If you look at the single outputs

println(JuMP.value(x[1]))
println(JuMP.value(x[2]))
println(JuMP.value(x[3]))
println(JuMP.value(x[4]))
println(JuMP.value(x[5]))
println(JuMP.value(x[6]))
println(JuMP.value(x[7]))
println(JuMP.value(x[8]))

you get

1.0
0.0
0.0
0.0
0.0
ERROR: LoadError: BoundsError: attempt to access 6-element Array{Float64,1} at index [7]

so it looks like the values of the variables x[3], x[4], x[5], x[6], x[7] appearing in the constraints are allocated to x[1] to x[5] now and for the silent variables no values are returned at all.

A bit more background where this issue occurs:

I try to apply a cutting-plane method to solve a Lagrangian dual problem (as for SDDiP in SDDP.jl), solving all subproblems using GAMS.jl. The dimension of the dual variables is determined right in the beginning. Let's say it's 8 as in the MWE, so 8 dual variables are added to the approx_model, which is then iteratively extended by cuts.

Now, if by solving the Lagrangian relaxation we obtain a subgradient with some 0 components in the first iteration, a cut is constructed, that contains only some of the dual variables. Solving approx_model considers only those variables then.

Updating dual_vars with the obtained dual solution yields the described error.

Many thanks in advance for having a look at this.

odow commented 3 years ago

Just chiming in here: I don't know about the GAMS issue, but please talk to me if you have development plans for SDDiP https://github.com/odow/SDDP.jl/issues/246!

renkekuhlmann commented 3 years ago

Thanks very much for reporting! I can confirm that the used GAMS savepoint option only includes the symbols that are present in the model, which results in the incorrect behaviour reported by you.

renkekuhlmann commented 3 years ago

This has been fixed with GAMS.jl v0.1.6. The output of the above program will be:

8-element Array{Float64,1}:
 NaN
 NaN
   1.0
   0.0
   0.0
   0.0
   0.0
 NaN

I thought about using missing instead of NaN, but that resulted in errors with MathOptInterface. missing would have been nice, but NaN works as well. Thanks again for reporting the issue!

odow commented 3 years ago

Isn't the correct answer 0, not NaN?

renkekuhlmann commented 3 years ago

Good question. I have thought about this for a while and I think that missing or NaN is best here as it indicates the value could have been set to anything since it wasn't part of the optimization. If I set it to something, e.g. 0, this is unclear to the user. But I am happy to hear your thoughts about it.

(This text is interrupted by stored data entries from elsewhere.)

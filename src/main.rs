//! `divmatch` command line: classify board sizes, verify them against a reference
//! dataset, or run the benchmark suite.
//!
//! **Usage:**
//! ```text
//! divmatch classify --max-size 100 [--strategy discovery] [--workers 4] [--json]
//! divmatch verify --reference "F&M Boards 4-1000.txt" --max-size 500
//! divmatch bench --reference "F&M Boards 4-1000.txt" [--results results.txt]
//! ```
//!
//! Logging is controlled by `DIVMATCH_LOG` (default `divmatch=info`).

use std::fs::File;
use std::io::{self, BufWriter, Write};
use std::path::PathBuf;
use std::process;
use std::sync::Once;

use anyhow::{Context, Result};
use clap::{Args, Parser, Subcommand};
use tracing_subscriber::{fmt, prelude::*, EnvFilter};

use divmatch::engine::{Engine, EngineConfig};
use divmatch::executor::WorkerCount;
use divmatch::harness::{self, Harness, Round};
use divmatch::reference::ReferenceDataset;
use divmatch::shortcut::{ParityTest, ShortcutConfig};
use divmatch::strategy::Strategy;

static INIT: Once = Once::new();

fn init_tracing() {
    INIT.call_once(|| {
        let filter = EnvFilter::try_from_env("DIVMATCH_LOG")
            .unwrap_or_else(|_| EnvFilter::new("divmatch=info"));
        tracing_subscriber::registry()
            .with(fmt::layer().with_writer(io::stderr).with_thread_ids(true))
            .with(filter)
            .init();
    });
}

/// Classify divisor-graph vertices as matching-essential or not.
#[derive(Parser)]
#[command(name = "divmatch", version, about)]
struct Cli {
    #[command(subcommand)]
    command: Command,
}

#[derive(Subcommand)]
enum Command {
    /// Classify sizes 4..=max-size and print the partitions.
    Classify {
        #[command(flatten)]
        run: RunArgs,
        /// Print JSON instead of the board text format.
        #[arg(long)]
        json: bool,
        /// Also write the partitions to this file in the board text format.
        #[arg(long)]
        emit_reference: Option<PathBuf>,
    },
    /// Classify and compare against a reference dataset.
    Verify {
        #[command(flatten)]
        run: RunArgs,
        /// Reference dataset file.
        #[arg(long)]
        reference: PathBuf,
    },
    /// Time every strategy and worker count against a reference dataset.
    Bench {
        /// Reference dataset file.
        #[arg(long)]
        reference: PathBuf,
        /// Results report, appended to.
        #[arg(long, default_value = "results.txt")]
        results: PathBuf,
        /// Run a single round of this size instead of the default schedule.
        #[arg(long)]
        max_size: Option<usize>,
        /// Trials for the single round.
        #[arg(long, default_value_t = 10)]
        trials: usize,
        /// Worker counts for the parallel contenders.
        #[arg(long, value_delimiter = ',', default_values_t = harness::DEFAULT_WORKER_COUNTS)]
        workers: Vec<usize>,
        #[command(flatten)]
        shortcut: ShortcutArgs,
    },
}

#[derive(Args)]
struct RunArgs {
    /// Largest board size.
    #[arg(long)]
    max_size: usize,
    /// baseline, conserved, rotation1, rotation2 or discovery.
    #[arg(long, default_value = "conserved")]
    strategy: Strategy,
    /// Worker threads; omit for sequential execution.
    #[arg(long, allow_negative_numbers = true)]
    workers: Option<i64>,
    #[command(flatten)]
    shortcut: ShortcutArgs,
}

#[derive(Args)]
struct ShortcutArgs {
    /// Disable the prime and twice-a-prime shortcuts.
    #[arg(long)]
    no_shortcut: bool,
    /// Evenness test of the twice-a-prime shortcut: bitwise or modulo.
    #[arg(long, default_value = "bitwise")]
    parity: ParityTest,
}

impl ShortcutArgs {
    fn config(&self) -> ShortcutConfig {
        ShortcutConfig {
            enabled: !self.no_shortcut,
            parity: self.parity,
            ..ShortcutConfig::default()
        }
    }
}

impl RunArgs {
    fn engine(&self) -> Result<Engine> {
        let mut config = EngineConfig::default()
            .with_strategy(self.strategy)
            .with_shortcut(self.shortcut.config());
        if let Some(k) = self.workers {
            config = config.with_workers(k)?;
        }
        Ok(Engine::new(config)?)
    }
}

fn main() -> Result<()> {
    init_tracing();
    let cli = Cli::parse();

    match cli.command {
        Command::Classify {
            run,
            json,
            emit_reference,
        } => {
            let classification = run.engine()?.classify_range(run.max_size)?;
            let boards = ReferenceDataset::from(&classification);
            let stdout = io::stdout();
            let mut out = BufWriter::new(stdout.lock());
            if json {
                serde_json::to_writer_pretty(&mut out, &classification)?;
                writeln!(out)?;
            } else {
                boards.write_to(&mut out)?;
            }
            out.flush()?;

            if let Some(path) = emit_reference {
                let file = File::create(&path)
                    .with_context(|| format!("creating {}", path.display()))?;
                let mut file = BufWriter::new(file);
                boards.write_to(&mut file)?;
                file.flush()?;
            }
        }
        Command::Verify { run, reference } => {
            let reference = ReferenceDataset::load(&reference)?;
            let classification = run.engine()?.classify_range(run.max_size)?;
            if let Err(mismatch) = reference.validate(&classification) {
                eprintln!("Verification FAILED: {mismatch}");
                process::exit(1);
            }
            println!(
                "Verification OK: sizes 4..={} match the reference.",
                run.max_size
            );
        }
        Command::Bench {
            reference,
            results,
            max_size,
            trials,
            workers,
            shortcut,
        } => {
            let reference = ReferenceDataset::load(&reference)?;
            let counts = workers
                .into_iter()
                .map(|k| {
                    WorkerCount::new(k).with_context(|| format!("invalid worker count {k}"))
                })
                .collect::<Result<Vec<_>>>()?;
            let rounds = match max_size {
                Some(max_size) => vec![Round { trials, max_size }],
                None => harness::DEFAULT_ROUNDS.to_vec(),
            };

            let harness = Harness::new(&reference).with_shortcut(shortcut.config());
            let reports = harness.run_suite(&harness::contenders(&counts), &rounds, |report| {
                println!("{}: {:?}", report.name, report.timings_ms);
                report.append_to(&results)
            })?;
            let failed = reports.iter().filter(|r| r.failure.is_some()).count();
            println!("All trials complete ({failed} failed validation).");
        }
    }
    Ok(())
}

Is there any convention in MathOptInterface to set the value to 0 in this case?

odow commented 3 years ago

I think the convention in most (every?) solver is that unspecified variables default to 0. That's what pure-Gurobi does, so it makes sense that is what GAMS-Gurobi should do:

using JuMP, Gurobi
approx_model = Model(Gurobi.Optimizer)
@variables(approx_model, begin
    θ <= 100
    x[1:8]
end)
@objective(approx_model, Max, θ)
@constraint(approx_model, θ - 0.65 * x[3] + x[4] - x[5] + x[6] + x[7] <= 36)
optimize!(approx_model)
julia> value.(x)
8-element Array{Float64,1}:
  0.0
  0.0
 98.46153846153845
  0.0
  0.0
  0.0
  0.0
  0.0

For SDDP, we take the solution to the Lagrangian dual, and use the optimal x as an input to a different LP. Getting NaN solutions is going to cause no-end of issues.

renkekuhlmann commented 3 years ago

I still doubt that 0 is "the correct answer", but

Getting NaN solutions is going to cause no-end of issues.

is a very good point. I will change the behaviour to return 0 with the next release. Thanks a lot for pointing this out!

odow commented 3 years ago

Any solution is correct. 0 is just the least worst option, and most often the one the user intended.

ChrisFuelOR commented 3 years ago

Thanks for your quick responses and for fixing the bug.